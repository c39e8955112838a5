//! LocalLibrary catalog core
//!
//! Books, authors, genres, prices and lendable copies, with the loan
//! lifecycle, renewal workflow and listing queries that a presentation layer
//! calls into.

use std::sync::Arc;

pub mod config;
pub mod error;
pub mod models;
pub mod repository;
pub mod services;

pub use config::AppConfig;
pub use error::{AppError, AppResult};

/// Application state shared with the presentation layer
#[derive(Clone)]
pub struct AppState {
    pub config: Arc<AppConfig>,
    pub services: Arc<services::Services>,
}

impl AppState {
    pub fn new(config: AppConfig, repository: repository::Repository) -> Self {
        let services = services::Services::new(repository, &config.loans);
        Self {
            config: Arc::new(config),
            services: Arc::new(services),
        }
    }
}
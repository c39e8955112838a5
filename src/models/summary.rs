//! Index page aggregates

use serde::{Deserialize, Serialize};
use sqlx::FromRow;

/// Case-insensitive filters for the name/title counts on the index page
#[derive(Debug, Clone, Default, Deserialize)]
pub struct SummaryFilter {
    pub genre_name: String,
    pub book_title: String,
}

/// Counts read from one consistent snapshot of the catalog
#[derive(Debug, Clone, Copy, Default, PartialEq, Eq, Serialize, FromRow)]
pub struct CatalogSummary {
    pub books: i64,
    pub instances: i64,
    pub available_instances: i64,
    pub authors: i64,
    pub genres_matching: i64,
    pub books_matching: i64,
}
//! Business logic services

pub mod catalog;
pub mod loans;
pub mod queries;
pub mod renewals;

use crate::{config::LoansConfig, repository::Repository};

/// Container for all services
#[derive(Clone)]
pub struct Services {
    pub catalog: catalog::CatalogService,
    pub loans: loans::LoansService,
    pub renewals: renewals::RenewalService,
    pub queries: queries::QueryService,
}

impl Services {
    /// Create all services over the given store
    pub fn new(repository: Repository, loans_config: &LoansConfig) -> Self {
        Self {
            catalog: catalog::CatalogService::new(repository.clone()),
            loans: loans::LoansService::new(repository.clone()),
            renewals: renewals::RenewalService::new(repository.clone(), loans_config),
            queries: queries::QueryService::new(repository),
        }
    }
}
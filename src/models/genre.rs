//! Genre model

use serde::{Deserialize, Serialize};
use sqlx::FromRow;
use validator::Validate;

/// Book genre (e.g. Science Fiction)
#[derive(Debug, Clone, PartialEq, Eq, Serialize, Deserialize, FromRow)]
pub struct Genre {
    pub id: i32,
    pub name: String,
}

/// Create or rename genre request
#[derive(Debug, Clone, Deserialize, Validate)]
pub struct GenreName {
    #[validate(length(min = 1, max = 200, message = "Genre name must be 1 to 200 characters"))]
    pub name: String,
}

impl std::fmt::Display for Genre {
    fn fmt(&self, f: &mut std::fmt::Formatter<'_>) -> std::fmt::Result {
        write!(f, "{}", self.name)
    }
}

# [Assignment]
Which lines of the data include "String"? Copy each of them.

# [Reply to the exercise]
    pub genre_name: String,
    pub book_title: String,
    pub name: String,
    pub name: String,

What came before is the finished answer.